Vgl. Antonis Vradis/Dimitris Dalakoglou, Revolt and Krisis in Greece, London–Athen 2011; Vassilis S. Tsianos/Thanasis Marvakis, Griechenland, in: Karl-Heinz Dellwo (Hrsg.), Schrei im Dezember, Hamburg 2010, S. 11–19; Gregor Kritidis,Die Demokratie in Griechenland zwischen Ende und Wiedergeburt, in: Sozial.Geschichte Online, (2011) 6, S. 135–155.
3.
Das im Frühjahr 2012 unterzeichnete "Memorandum of Understanding" zwischen Griechenland, der Eurogruppe und dem IWF sieht Hilfszahlungen von 130 Milliarden Euro vor.
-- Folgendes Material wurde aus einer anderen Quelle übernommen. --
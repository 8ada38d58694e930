//! Process-wide symbol interning

use parking_lot::RwLock;
use std::collections::HashSet;
use std::sync::{Arc, OnceLock};

static GLOBAL: OnceLock<SymbolTable> = OnceLock::new();

/// Set of shared symbol names; equal names resolve to one allocation
#[derive(Default)]
pub struct SymbolTable {
    names: RwLock<HashSet<Arc<str>>>,
}

impl SymbolTable {
    pub fn new() -> Self {
        Self::default()
    }

    /// The table used by symbol and keyword cells
    pub fn global() -> &'static SymbolTable {
        GLOBAL.get_or_init(SymbolTable::new)
    }

    pub fn intern(&self, name: &str) -> Arc<str> {
        if let Some(existing) = self.names.read().get(name) {
            return existing.clone();
        }
        let mut names = self.names.write();
        if let Some(existing) = names.get(name) {
            return existing.clone();
        }
        let shared: Arc<str> = Arc::from(name);
        names.insert(shared.clone());
        shared
    }

    pub fn len(&self) -> usize {
        self.names.read().len()
    }

    pub fn is_empty(&self) -> bool {
        self.len() == 0
    }
}

/// Intern `name` in the global table
pub fn intern(name: &str) -> Arc<str> {
    SymbolTable::global().intern(name)
}
//! Runtime settings for loaders and file stores
//!
//! Settings are plain serde structs read from JSON. Missing fields take
//! their defaults, so `{}` is a valid configuration.

use crate::error::{Error, Result};
use serde::{Deserialize, Serialize};
use std::path::Path;

pub const DEFAULT_CACHE_CAPACITY: usize = 10_000;
pub const DEFAULT_COMPRESSION_LEVEL: i32 = 3;

#[derive(Clone, Debug, PartialEq, Eq, Serialize, Deserialize)]
#[serde(default)]
pub struct Config {
    /// Most cells held by a loader's cache
    pub cache_capacity: usize,
    /// zstd level for file store frames (1..=22)
    pub compression_level: i32,
    /// Write the file store index when the store is dropped
    pub sync_on_drop: bool,
}

impl Default for Config {
    fn default() -> Self {
        Config {
            cache_capacity: DEFAULT_CACHE_CAPACITY,
            compression_level: DEFAULT_COMPRESSION_LEVEL,
            sync_on_drop: true,
        }
    }
}

impl Config {
    pub fn from_json(json: &str) -> Result<Self> {
        let config: Config = serde_json::from_str(json)?;
        config.validate()?;
        Ok(config)
    }

    /// Read and validate a JSON config file
    pub fn load(path: impl AsRef<Path>) -> Result<Self> {
        let text = std::fs::read_to_string(path)?;
        Self::from_json(&text)
    }

    pub fn to_json(&self) -> Result<String> {
        Ok(serde_json::to_string_pretty(self)?)
    }

    pub fn validate(&self) -> Result<()> {
        if self.cache_capacity == 0 {
            return Err(Error::Config("cache_capacity must be > 0".into()));
        }
        if !(1..=22).contains(&self.compression_level) {
            return Err(Error::Config(format!(
                "compression_level {} outside 1..=22",
                self.compression_level
            )));
        }
        Ok(())
    }
}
Griechenland verpflichtete sich darin zu folgenden Reformen: a) Abbau der Staatsverschuldung bis 2020 auf 120 Prozent der Wirtschaftsleistung; b) innerhalb von zwei Jahren sollen 5,5 Prozent des Bruttoinlandsproduktes (BIP) eingespart werden; c) Reform des Rentensystems; d) Kürzung von 150.000 Stellen im öffentlichen Dienst; e) Vereinfachung des Steuersystems und Abschaffung von Subventionen und manchen Privilegien; f) Kürzung der öffentlichen Gesundheitsausgaben auf unter sechs Prozent des BIP; g) Senkung der Mindestlöhne um 22 Prozent und Aussetzung der automatischen Lohnzuwächse; h) weitere Liberalisierung des Marktes sowie i) weitere Privatisierung von Staatsbetrieben und Einrichtungen. Vgl. Überblick auf: Tagesschau.de vom 12.6.2012, online: www.tagesschau.de/wirtschaft/griechenland2420.html (7.8.2012).
4.
Vgl. Asef Bayat, Life As Politics, Stanford 2010.
5.
Die eigentümliche Ambivalenz dieser Radikalisierung ließ sich auch an der politischen Topographie der Mobilisierungen auf dem Athener Syntagma-Platz im Sommer 2011 beobachten. Die Organisation des Protestraums vor dem Parlament war getrennt in den "oberen Platz" und den "unteren Platz". Oben liegt der Vorplatz des Parlamentsgebäudes an der Hauptstraße, die für mehr als zwei Monate blockiert war. Der untere Teil des eigentlichen Syntagma-Platzes liegt tiefer. Politisch gab es einen klaren Unterschied zwischen dem oberen und dem unteren Platz. Oben, näher am Parlament, haben die Leute beleidigende Parolen gegen das politische System und die Parlamentarier gerufen. Der untere Platz war der Raum der improvisierten Besetzung der -Bewegung, der Platz der Versammlungen und der Organisation. Der obere Platz dagegen war der Raum der direkten Konfrontation. Vgl. Vassilis S. Tsianos/Dimitris Papadopoulos/Margarita Tsomou, Athen: Metropolitane Blockade, in: kultuRRevolution. Zeitschrift für angewandte Diskurstheorie, (2012) 61/62, S. 64–68.